Senior Revives Gardening Club

Senior Revives Gardening Club

After visiting Panama this summer and working in a preserve, senior Eva Brazer was inspired to revive the gardening club at Tam.

“About a year ago there was a garden club [at Tam] but it wasn’t advised,” she said. “I was motivated to [re-start the club] after seeing a natural preserve in Panama. I learned about natural preserves and how important it is to conserve our ecosystems.”

Brazer spent a month in the Mamoní Valley Preserve as an unpaid intern working with a rainforest conservation group. “While in Panama I researched alongside biologists and university students, learning about different methods of sustainable agriculture,” she said. “Through this experience, I learned and worked with polyculture, hydroponic and aquaponics.”

Brazer hopes start a hydroponic garden at Tam, that will grow plants in water rather than soil. “Hydroponic gardening systems tend to use less water and plants grow faster,” she said. The club plans to restore the garden behind the student center, making it a nice place for students to eat lunch and meet up. “We want to make the gardening area behind the student center a beautiful place for people to hang out,” said junior club member Evelyn Power. “It has a lot of potential.”
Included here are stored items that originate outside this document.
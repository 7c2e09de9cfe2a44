//! Storage traits and error types
//!
//! This module defines the persistence boundary the crawler writes to and the
//! search boundary that later reads back what was stored.

use crate::storage::{RunRecord, RunStats, SearchHit};
use thiserror::Error;

/// Errors that can occur during storage operations
#[derive(Debug, Error)]
pub enum StorageError {
    #[error("Failed to connect to page store: {0}")]
    Connect(String),

    #[error("Run not found: {0}")]
    RunNotFound(i64),

    #[error("SQLite error: {0}")]
    Sqlite(#[from] rusqlite::Error),
}

/// Result type for storage operations
pub type StorageResult<T> = Result<T, StorageError>;

/// Persistence and search boundary for crawled pages
///
/// Implementations must be safe to share between the sink task and readers.
/// `upsert_page` must be idempotent by URL: writing the same URL twice leaves
/// exactly one stored page holding the latest title and content.
pub trait PageStore: Send + Sync {
    /// Inserts a page, or replaces the title and content of an existing one
    fn upsert_page(&self, url: &str, title: &str, content: &str) -> StorageResult<()>;

    /// Runs a free-text query and returns at most `limit` ranked hits
    ///
    /// Hits are ordered by descending relevance. The best hit always carries
    /// five stars; others are scaled against it with a floor of one star.
    fn search(&self, query: &str, limit: usize) -> StorageResult<Vec<SearchHit>>;

    /// Returns the number of stored pages
    fn count_pages(&self) -> StorageResult<u64>;
}

/// Bookkeeping of crawl runs
pub trait RunLog {
    /// Records the start of a crawl run and returns its ID
    fn create_run(&self, config_hash: &str) -> StorageResult<i64>;

    /// Marks a run as finished with its final counters
    fn complete_run(&self, run_id: i64, stats: &RunStats) -> StorageResult<()>;

    /// Gets a run by ID
    fn get_run(&self, run_id: i64) -> StorageResult<RunRecord>;

    /// Returns up to `limit` runs, most recent first
    fn latest_runs(&self, limit: usize) -> StorageResult<Vec<RunRecord>>;
}
//! HTTP fetcher implementation
//!
//! This module performs the single fetch attempt a worker makes per URL:
//! - One GET with the crawler's user agent and a fixed request timeout
//! - Non-2xx responses and transport errors fail the attempt (no retry)
//! - The body is read to completion and handed to the HTML parser

use crate::config::{CrawlerConfig, UserAgentConfig};
use crate::crawler::parser::{parse_html, Page};
use reqwest::Client;
use std::time::Duration;
use thiserror::Error;
use url::Url;

/// Why a fetch attempt failed
#[derive(Debug, Error)]
pub enum FetchError {
    #[error("invalid URL {url}: {source}")]
    InvalidUrl {
        url: String,
        source: url::ParseError,
    },

    #[error("request timed out for {url}")]
    Timeout { url: String },

    #[error("request failed for {url}: {source}")]
    Transport { url: String, source: reqwest::Error },

    #[error("status code {status} for {url}")]
    Status { url: String, status: u16 },

    #[error("failed to read body of {url}: {source}")]
    Body { url: String, source: reqwest::Error },
}

/// Builds an HTTP client with proper configuration
///
/// # Example
///
/// ```no_run
/// use crawlstars::config::UserAgentConfig;
/// use crawlstars::crawler::build_http_client;
/// use std::time::Duration;
///
/// let client = build_http_client(&UserAgentConfig::default(), Duration::from_secs(15)).unwrap();
/// ```
pub fn build_http_client(
    user_agent: &UserAgentConfig,
    timeout: Duration,
) -> Result<Client, reqwest::Error> {
    Client::builder()
        .user_agent(user_agent.header_value())
        .timeout(timeout)
        .gzip(true)
        .brotli(true)
        .build()
}

/// Fetches and parses pages, one attempt per call
#[derive(Debug, Clone)]
pub struct PageFetcher {
    client: Client,
}

impl PageFetcher {
    pub fn new(client: Client) -> Self {
        Self { client }
    }

    /// Builds a fetcher from configuration
    pub fn from_config(
        crawler: &CrawlerConfig,
        user_agent: &UserAgentConfig,
    ) -> Result<Self, reqwest::Error> {
        Ok(Self::new(build_http_client(
            user_agent,
            crawler.request_timeout(),
        )?))
    }

    /// Fetches `url` once and parses the response into a page
    ///
    /// # Failure Modes
    ///
    /// | Condition | Error |
    /// |-----------|-------|
    /// | URL does not parse | `InvalidUrl` |
    /// | Request exceeds the timeout | `Timeout` |
    /// | Connection/TLS/redirect failure | `Transport` |
    /// | Non-2xx status | `Status` |
    /// | Body stream breaks off | `Body` |
    ///
    /// A document with no title, content or links is still a success.
    pub async fn fetch_page(&self, url: &str) -> Result<Page, FetchError> {
        let base = Url::parse(url).map_err(|source| FetchError::InvalidUrl {
            url: url.to_string(),
            source,
        })?;

        let response = self
            .client
            .get(base.clone())
            .send()
            .await
            .map_err(|e| classify_transport_error(url, e))?;

        let status = response.status();
        if !status.is_success() {
            return Err(FetchError::Status {
                url: url.to_string(),
                status: status.as_u16(),
            });
        }

        let body = response.text().await.map_err(|e| {
            if e.is_timeout() {
                FetchError::Timeout {
                    url: url.to_string(),
                }
            } else {
                FetchError::Body {
                    url: url.to_string(),
                    source: e,
                }
            }
        })?;

        Ok(Page::from_parsed(url, parse_html(&body, &base)))
    }
}

fn classify_transport_error(url: &str, error: reqwest::Error) -> FetchError {
    if error.is_timeout() {
        FetchError::Timeout {
            url: url.to_string(),
        }
    } else {
        FetchError::Transport {
            url: url.to_string(),
            source: error,
        }
    }
}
Co-advisor of the club and environmental science teacher Caroline Dezendorf echoed Power. “I think it’s really important for students to recognize where their food comes from and what actually goes into growing their food,” she said. “It’s really great to have a group of students that are passionate about not only participating in sustainable agriculture and how to grow their own food, but also making the campus more beautiful and creating a space where students can hang out in free time and be surrounded by nature and a working garden.”

According to the club’s website their other goals for the first semester include testing the pH of the soil and adjusting it to their needs by adding compost, building  a cold frame to sprout plants for spring planting, and planting things with a symbiotic relationship.

”Everyone seems really enthusiastic about the club. And those in the club seem to already know a lot about gardening too.” Power said. “Personally, I would love to garden at Tam because there hasn’t been any other place for me to garden myself. Hopefully this is a good opportunity for those who feel that same way I do.”

The club meets in room 63 or the garden every Wednesday at lunch. “I want people to be able to attend this club under no pressure and make it welcoming to newcomers,” Brazer said. “It is important to teach young adults about the harmful effects of our current agricultural methods as well as show them just how easy it is to produce your own food.”